Evaluation: Correct on the pre-announced tax rises, notably the National Insurance hike, but wrong on spending reductions, since the Budget actually announced some spending increases relative to previous plans.

Q3: Workers: How do you expect the UK labour market to perform in 2021?

A: I’d expect employment rates to recover relatively strongly (again conditional on vaccine/Brexit), with unemployment falling to five per cent or so by end of 2021. The big unknown (economically and statistically) is foreign workers: the published statistics suggest a very large fall during the pandemic, with a million or so working age migrants leaving the UK. If this is accurate, and sustained, it will mean employment levels will recover much more slowly (and we may seem some skill/labour shortages).

Evaluation: Broadly correct – in fact unemployment fell even faster than I predicted and is now just over four per cent. While the fall in foreign workers was exaggerated, it was nonetheless real and substantial, and my prediction of skill/labour shortages, which have indeed materialised, was prescient.

Q4: Monetary policy: How much scope does the Bank of England have to loosen monetary policy again in 2021? Would it make any difference?

A: Some but not much.

Evaluation: Not much to be said here. In fact rising inflation meant the Bank tightened (very marginally) in December

Q5: Levelling up: With respect to regional inequalities, will 2021 be a year of levelling up or levelling down?

A: On current trends, the recovery will be K-shaped: those who work in relatively well-paid jobs that can be done from home will have lots of surplus savings to spend, while those in lower-paid, customer-facing and insecure jobs will continue to struggle, and those unemployed and on benefits will be still worse off as a result of a decade of targeted cuts. This will disproportionately affect the disabled, low-income families with children, some ethnic minority communities, and disadvantaged areas. But by far the biggest inequalities are intraregional, not inter-regional — child poverty is higher in London than in any other region, for example. At a regional level, these trends will be much less obvious.

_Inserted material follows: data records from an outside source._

use bytes::Bytes;
use reqwest::StatusCode;
use tokio::io::AsyncRead;
use tokio_util::io::ReaderStream;
use tracing::debug;

use super::WebDavClient;
use crate::auth::enums::AuthState;
use crate::client::RequestContext;
use crate::error::WebDavError;
use crate::internal::path::path_resolver::{normalize, parent};
use crate::internal::transport::structs::RequestBody;
use crate::internal::webdav::functions::request_builder;

fn put_succeeded(status: StatusCode) -> bool {
    matches!(
        status,
        StatusCode::OK | StatusCode::CREATED | StatusCode::NO_CONTENT
    )
}

fn parent_missing(status: StatusCode) -> bool {
    matches!(status, StatusCode::NOT_FOUND | StatusCode::CONFLICT)
}

impl WebDavClient {
    /// 上传整块数据。
    ///
    /// `mode` 只为和本地文件系统接口对齐，HTTP 上没有权限位，服务端不会执行它。
    /// 父目录不存在（PUT 返回 404/409）时先逐级创建父目录，再重试一次。
    pub async fn write(
        &self,
        ctx: &RequestContext,
        path: &str,
        data: impl Into<Bytes>,
        mode: u32,
    ) -> Result<(), WebDavError> {
        let path = normalize(path);
        let data = data.into();

        let status = self.put(ctx, &path, RequestBody::Bytes(data.clone())).await?;
        if put_succeeded(status) {
            return Ok(());
        }
        if !parent_missing(status) {
            return Err(WebDavError::status("Write", &path, status));
        }

        debug!(%path, %status, "父目录不存在，创建后重试");
        self.mkdir_all(ctx, &parent(&path), mode).await?;

        let status = self.put(ctx, &path, RequestBody::Bytes(data)).await?;
        if put_succeeded(status) {
            Ok(())
        } else {
            Err(WebDavError::status("Write", &path, status))
        }
    }

    /// 流式上传，`source` 只会被读取一次。
    ///
    /// 流式请求体无法重放，所以会先创建父目录，并在尚未协商认证时用 OPTIONS 触发一次挑战。
    pub async fn write_stream<R>(
        &self,
        ctx: &RequestContext,
        path: &str,
        source: R,
        mode: u32,
    ) -> Result<(), WebDavError>
    where
        R: AsyncRead + Send + Sync + 'static,
    {
        let path = normalize(path);

        let dir = parent(&path);
        if dir != "/" {
            self.mkdir_all(ctx, &dir, mode).await?;
        }

        if self.inner.auth.has_credentials() && self.auth_state() == AuthState::Unauthenticated {
            let probe = request_builder::options(self.url(&dir, true));
            // 只为拿到 WWW-Authenticate，状态码不重要
            drop(self.send(ctx, "WriteStream", &path, probe).await?);
        }

        let body = RequestBody::Stream(Box::pin(ReaderStream::new(source)));
        let status = self.put(ctx, &path, body).await?;
        if put_succeeded(status) {
            Ok(())
        } else {
            Err(WebDavError::status("WriteStream", &path, status))
        }
    }

    async fn put(
        &self,
        ctx: &RequestContext,
        path: &str,
        body: RequestBody,
    ) -> Result<StatusCode, WebDavError> {
        let request = request_builder::put(self.url(path, false), body);
        let response = self.send(ctx, "Write", path, request).await?;
        Ok(response.status())
    }
}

Evaluation: we don’t yet have household-level data on distribution of income during the pandemic. Nevertheless, sadly, this looks to have been depressingly accurate, particularly given the withdrawal of the £20 uplift to Universal Credit. The most recent pay data also suggests that real wages are falling for the lowest paid.

Q: Is there anything else you would like to tell us?

A: Far from ‘fixing the roof while the sun was shining’, austerity left us far worse prepared, as an economy and society, for this pandemic. Cuts to benefits, in particular to disabled people and low-income families, and to local services meant that the most disadvantaged were also the most vulnerable to both the health and the economic impacts of Covid-19. Tackling this legacy should be the government’s first priority.

Evaluation: This remains correct – and even more obvious both in the data and in lived experience than it was last year – but there is little to suggest the government is listening.

So overall, reasonably accurate.  There’s little or no mention of inflation above: it’s fair to say that while I did expect inflation to rise with reopening, because of (as noted in my answers above) pent-up demand and labour market and product market bottlenecks, I didn’t think it would rise so far so fast. But I still think that (barring further major shocks) it’s likely to fall back quite fast in the second half of next year. My full responses on 2022 will be published as usual in the FT early in the New Year.

By Jonathan Portes, Senior Fellow at UK in a Changing Europe.